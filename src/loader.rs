use async_trait::async_trait;
use tokio::io::AsyncReadExt;
use tokio_util::sync::CancellationToken;
use tracing::{instrument, trace};

use crate::{
    error::{RestoreError, Result},
    index::{Blob, BlobHandle, BlobId, PackId},
    storage::{ObjectKind, Storage},
};

/// Receives the blobs of a pack as they are read.
#[async_trait]
pub trait BlobSink: Send {
    /// Called once per requested blob, in no particular order. An error
    /// returned here stops the load and is returned by it.
    async fn deliver(&mut self, handle: BlobHandle, data: Result<Vec<u8>>) -> Result<()>;
}

#[async_trait]
pub trait BlobLoader: Send + Sync {
    /// Fetches `blobs` from pack `pack_id` and hands each of them to `sink`.
    /// An error means some blobs may not have been delivered.
    async fn load_blobs(
        &self,
        pack_id: PackId,
        blobs: Vec<Blob>,
        sink: &mut dyn BlobSink,
        cancel: &CancellationToken,
    ) -> Result<()>;
}

/// Streams packs out of a [`Storage`] and checks every blob against its id.
pub struct StorageBlobLoader<S> {
    storage: S,
}

impl<S: Storage> StorageBlobLoader<S> {
    pub fn new(storage: S) -> Self {
        Self { storage }
    }
}

#[async_trait]
impl<S: Storage> BlobLoader for StorageBlobLoader<S> {
    #[instrument(level = "debug", skip(self, blobs, sink, cancel), fields(pack = %pack_id.short(), blobs = blobs.len()), err)]
    async fn load_blobs(
        &self,
        pack_id: PackId,
        mut blobs: Vec<Blob>,
        sink: &mut dyn BlobSink,
        cancel: &CancellationToken,
    ) -> Result<()> {
        blobs.sort_by_key(|blob| blob.offset);

        let mut reader = self
            .storage
            .get(ObjectKind::Pack, &pack_id.to_string())
            .await
            .map_err(|e| RestoreError::pack_load(pack_id, e))?;
        let mut position = 0u64;

        for blob in blobs {
            if cancel.is_cancelled() {
                return Err(RestoreError::Cancelled);
            }

            if blob.offset < position {
                sink.deliver(
                    blob.handle,
                    Err(RestoreError::pack_load(
                        pack_id,
                        std::io::Error::new(
                            std::io::ErrorKind::InvalidData,
                            format!("blob {} overlaps its predecessor", blob.id()),
                        ),
                    )),
                )
                .await?;
                continue;
            }

            let gap = blob.offset - position;
            if gap > 0 {
                let skipped = tokio::io::copy(&mut (&mut reader).take(gap), &mut tokio::io::sink())
                    .await
                    .map_err(|e| RestoreError::pack_load(pack_id, e))?;
                if skipped < gap {
                    return Err(RestoreError::pack_load(
                        pack_id,
                        std::io::ErrorKind::UnexpectedEof.into(),
                    ));
                }
            }

            let mut buffer = vec![0u8; blob.length as usize];
            reader
                .read_exact(&mut buffer)
                .await
                .map_err(|e| RestoreError::pack_load(pack_id, e))?;
            position = blob.offset + blob.data_length();

            trace!(blob = %blob.id().short(), length = blob.length, "blob read");
            let data = if BlobId::hash(&buffer) == blob.id() {
                Ok(buffer)
            } else {
                Err(RestoreError::CorruptBlob(blob.id()))
            };
            sink.deliver(blob.handle, data).await?;
        }

        Ok(())
    }
}
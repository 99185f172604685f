#[cfg(windows)]
use std::os::windows::fs::FileExt as WinFileExt;
#[cfg(unix)]
use std::os::unix::fs::FileExt as UnixFileExt;

use std::{
    fs::{self, File, OpenOptions},
    io,
    path::{Path, PathBuf},
    sync::Arc,
};

use async_trait::async_trait;
use fs2::FileExt;
use tracing::{debug, instrument};

/// An open target file. Cloning is cheap; the file is closed when the last
/// clone is dropped.
#[derive(Debug, Clone)]
pub struct FileHandle {
    inner: Arc<File>,
    path: Arc<PathBuf>,
}

impl FileHandle {
    pub fn new(file: File, path: PathBuf) -> Self {
        Self {
            inner: Arc::new(file),
            path: Arc::new(path),
        }
    }

    #[cfg(test)]
    pub(crate) fn downgrade(&self) -> std::sync::Weak<File> {
        Arc::downgrade(&self.inner)
    }

    pub fn path(&self) -> &Path {
        &self.path
    }
}

#[async_trait]
pub trait FileWriter: Send + Sync {
    /// Creates or reopens `path` and sets it to `size` bytes.
    async fn create(&self, path: &Path, size: u64, sparse: bool) -> io::Result<FileHandle>;

    /// Opens a file previously set up by [`FileWriter::create`] for more
    /// writes, keeping its size and content.
    async fn open(&self, path: &Path) -> io::Result<FileHandle>;

    /// Writes `data` at `offset`. Must be safe to call concurrently for
    /// disjoint ranges of the same file.
    async fn write_at(
        &self,
        handle: &FileHandle,
        data: Arc<[u8]>,
        offset: u64,
        sparse: bool,
    ) -> io::Result<()>;
}

/// Writes restored files to the local filesystem.
#[derive(Debug, Clone, Default)]
pub struct LocalFileWriter {
    allow_recursive_delete: bool,
}

impl LocalFileWriter {
    pub fn new(allow_recursive_delete: bool) -> Self {
        Self {
            allow_recursive_delete,
        }
    }

    fn clear_target(&self, path: &Path) -> io::Result<()> {
        let meta = match fs::symlink_metadata(path) {
            Ok(meta) => meta,
            Err(e) if e.kind() == io::ErrorKind::NotFound => return Ok(()),
            Err(e) => return Err(e),
        };

        if meta.is_dir() {
            if !self.allow_recursive_delete {
                return Err(io::Error::new(
                    io::ErrorKind::AlreadyExists,
                    format!("cannot replace directory {}", path.display()),
                ));
            }
            debug!(path = %path.display(), "removing directory in the way");
            return fs::remove_dir_all(path);
        }

        if !meta.is_file() || has_other_links(&meta) {
            // Never write through a symlink or into a file shared with
            // another hard link.
            return fs::remove_file(path);
        }

        Ok(())
    }

    fn create_sync(&self, path: &Path, size: u64, sparse: bool) -> io::Result<FileHandle> {
        self.clear_target(path)?;

        let file = OpenOptions::new()
            .write(true)
            .create(true)
            .truncate(false)
            .open(path)?;

        if sparse {
            // Old content would show through the holes.
            file.set_len(0)?;
        } else if size > 0 {
            FileExt::allocate(&file, size)?;
        }
        file.set_len(size)?;

        Ok(FileHandle::new(file, path.to_path_buf()))
    }
}

#[cfg(unix)]
fn has_other_links(meta: &fs::Metadata) -> bool {
    use std::os::unix::fs::MetadataExt;
    meta.nlink() > 1
}

#[cfg(not(unix))]
fn has_other_links(_meta: &fs::Metadata) -> bool {
    false
}

fn write_all_at(file: &File, mut data: &[u8], mut offset: u64) -> io::Result<()> {
    while !data.is_empty() {
        #[cfg(unix)]
        let n = file.write_at(data, offset)?;

        #[cfg(windows)]
        let n = file.seek_write(data, offset)?;

        if n == 0 {
            return Err(io::ErrorKind::WriteZero.into());
        }

        data = &data[n..];
        offset += n as u64;
    }

    Ok(())
}

#[async_trait]
impl FileWriter for LocalFileWriter {
    #[instrument(level = "trace", skip(self), err)]
    async fn create(&self, path: &Path, size: u64, sparse: bool) -> io::Result<FileHandle> {
        let this = self.clone();
        let path = path.to_path_buf();

        tokio::task::spawn_blocking(move || this.create_sync(&path, size, sparse))
            .await
            .map_err(io::Error::other)?
    }

    #[instrument(level = "trace", skip(self), err)]
    async fn open(&self, path: &Path) -> io::Result<FileHandle> {
        let path = path.to_path_buf();

        tokio::task::spawn_blocking(move || -> io::Result<FileHandle> {
            let file = OpenOptions::new().write(true).open(&path)?;
            Ok(FileHandle::new(file, path))
        })
        .await
        .map_err(io::Error::other)?
    }

    #[instrument(level = "trace", skip(self, handle, data), fields(path = %handle.path().display(), len = data.len()), err)]
    async fn write_at(
        &self,
        handle: &FileHandle,
        data: Arc<[u8]>,
        offset: u64,
        sparse: bool,
    ) -> io::Result<()> {
        if sparse && data.iter().all(|b| *b == 0) {
            // The file was sized on creation, the range already reads as zeros.
            return Ok(());
        }

        let file = handle.inner.clone();
        tokio::task::spawn_blocking(move || write_all_at(&file, &data, offset))
            .await
            .map_err(io::Error::other)?
    }
}

#[cfg(test)]
mod tests {
    use super::*;

    #[tokio::test]
    async fn creates_file_with_size() {
        let dir = tempfile::tempdir().unwrap();
        let path = dir.path().join("file");

        let writer = LocalFileWriter::default();
        let handle = writer.create(&path, 8, false).await.unwrap();
        writer
            .write_at(&handle, Arc::from(&b"abcd"[..]), 4, false)
            .await
            .unwrap();
        drop(handle);

        assert_eq!(fs::read(&path).unwrap(), b"\0\0\0\0abcd");
    }

    #[tokio::test]
    async fn reopen_keeps_size_and_content() {
        let dir = tempfile::tempdir().unwrap();
        let path = dir.path().join("file");

        let writer = LocalFileWriter::default();
        let handle = writer.create(&path, 8, false).await.unwrap();
        writer
            .write_at(&handle, Arc::from(&b"abcd"[..]), 0, false)
            .await
            .unwrap();
        drop(handle);

        let handle = writer.open(&path).await.unwrap();
        writer
            .write_at(&handle, Arc::from(&b"efgh"[..]), 4, false)
            .await
            .unwrap();
        drop(handle);

        assert_eq!(fs::read(&path).unwrap(), b"abcdefgh");
    }

    #[tokio::test]
    async fn sparse_create_drops_old_content() {
        let dir = tempfile::tempdir().unwrap();
        let path = dir.path().join("file");
        fs::write(&path, b"old content").unwrap();

        let writer = LocalFileWriter::default();
        let handle = writer.create(&path, 4, true).await.unwrap();
        writer
            .write_at(&handle, Arc::from(&[0u8; 4][..]), 0, true)
            .await
            .unwrap();
        drop(handle);

        assert_eq!(fs::read(&path).unwrap(), vec![0u8; 4]);
    }

    #[tokio::test]
    async fn non_sparse_create_keeps_old_content() {
        let dir = tempfile::tempdir().unwrap();
        let path = dir.path().join("file");
        fs::write(&path, b"keepXXXX").unwrap();

        let writer = LocalFileWriter::default();
        let handle = writer.create(&path, 6, false).await.unwrap();
        writer
            .write_at(&handle, Arc::from(&b"ab"[..]), 4, false)
            .await
            .unwrap();
        drop(handle);

        assert_eq!(fs::read(&path).unwrap(), b"keepab");
    }

    #[tokio::test]
    async fn directory_needs_recursive_delete() {
        let dir = tempfile::tempdir().unwrap();
        let path = dir.path().join("target");
        fs::create_dir(&path).unwrap();
        fs::write(path.join("inner"), b"x").unwrap();

        let err = LocalFileWriter::new(false)
            .create(&path, 1, false)
            .await
            .unwrap_err();
        assert_eq!(err.kind(), io::ErrorKind::AlreadyExists);
        assert!(path.is_dir());

        LocalFileWriter::new(true).create(&path, 1, false).await.unwrap();
        assert!(path.is_file());
    }

    #[cfg(unix)]
    #[tokio::test]
    async fn hard_linked_file_is_detached() {
        let dir = tempfile::tempdir().unwrap();
        let path = dir.path().join("file");
        let link = dir.path().join("link");
        fs::write(&path, b"shared").unwrap();
        fs::hard_link(&path, &link).unwrap();

        let writer = LocalFileWriter::default();
        let handle = writer.create(&path, 3, false).await.unwrap();
        writer
            .write_at(&handle, Arc::from(&b"new"[..]), 0, false)
            .await
            .unwrap();
        drop(handle);

        assert_eq!(fs::read(&path).unwrap(), b"new");
        assert_eq!(fs::read(&link).unwrap(), b"shared");
    }

    #[tokio::test]
    async fn concurrent_disjoint_writes() {
        let dir = tempfile::tempdir().unwrap();
        let path = dir.path().join("file");

        let writer = LocalFileWriter::default();
        let handle = writer.create(&path, 64, false).await.unwrap();
        let writes = (0..8u8).map(|i| {
            let data: Arc<[u8]> = Arc::from(vec![b'a' + i; 8]);
            let writer = &writer;
            let handle = &handle;
            async move { writer.write_at(handle, data, i as u64 * 8, false).await }
        });
        for result in futures::future::join_all(writes).await {
            result.unwrap();
        }
        drop(handle);

        let content = fs::read(&path).unwrap();
        for i in 0..8u8 {
            assert_eq!(&content[i as usize * 8..][..8], &[b'a' + i; 8]);
        }
    }
}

=====

■ **Required work**
Repeat exactly the lines of the listing above, from the one with "position = blob.offset" down to the one with "the local filesystem."; both of those lines belong in the range.

■ **Response below**
            position = blob.offset + blob.data_length();

            trace!(blob = %blob.id().short(), length = blob.length, "blob read");
            let data = if BlobId::hash(&buffer) == blob.id() {
                Ok(buffer)
            } else {
                Err(RestoreError::CorruptBlob(blob.id()))
            };
            sink.deliver(blob.handle, data).await?;
        }

        Ok(())
    }
}
repository 99185f172604685f
#[cfg(windows)]
use std::os::windows::fs::FileExt as WinFileExt;
#[cfg(unix)]
use std::os::unix::fs::FileExt as UnixFileExt;

use std::{
    fs::{self, File, OpenOptions},
    io,
    path::{Path, PathBuf},
    sync::Arc,
};

use async_trait::async_trait;
use fs2::FileExt;
use tracing::{debug, instrument};

/// An open target file. Cloning is cheap; the file is closed when the last
/// clone is dropped.
#[derive(Debug, Clone)]
pub struct FileHandle {
    inner: Arc<File>,
    path: Arc<PathBuf>,
}

impl FileHandle {
    pub fn new(file: File, path: PathBuf) -> Self {
        Self {
            inner: Arc::new(file),
            path: Arc::new(path),
        }
    }

    #[cfg(test)]
    pub(crate) fn downgrade(&self) -> std::sync::Weak<File> {
        Arc::downgrade(&self.inner)
    }

    pub fn path(&self) -> &Path {
        &self.path
    }
}

#[async_trait]
pub trait FileWriter: Send + Sync {
    /// Creates or reopens `path` and sets it to `size` bytes.
    async fn create(&self, path: &Path, size: u64, sparse: bool) -> io::Result<FileHandle>;

    /// Opens a file previously set up by [`FileWriter::create`] for more
    /// writes, keeping its size and content.
    async fn open(&self, path: &Path) -> io::Result<FileHandle>;

    /// Writes `data` at `offset`. Must be safe to call concurrently for
    /// disjoint ranges of the same file.
    async fn write_at(
        &self,
        handle: &FileHandle,
        data: Arc<[u8]>,
        offset: u64,
        sparse: bool,
    ) -> io::Result<()>;
}

/// Writes restored files to the local filesystem.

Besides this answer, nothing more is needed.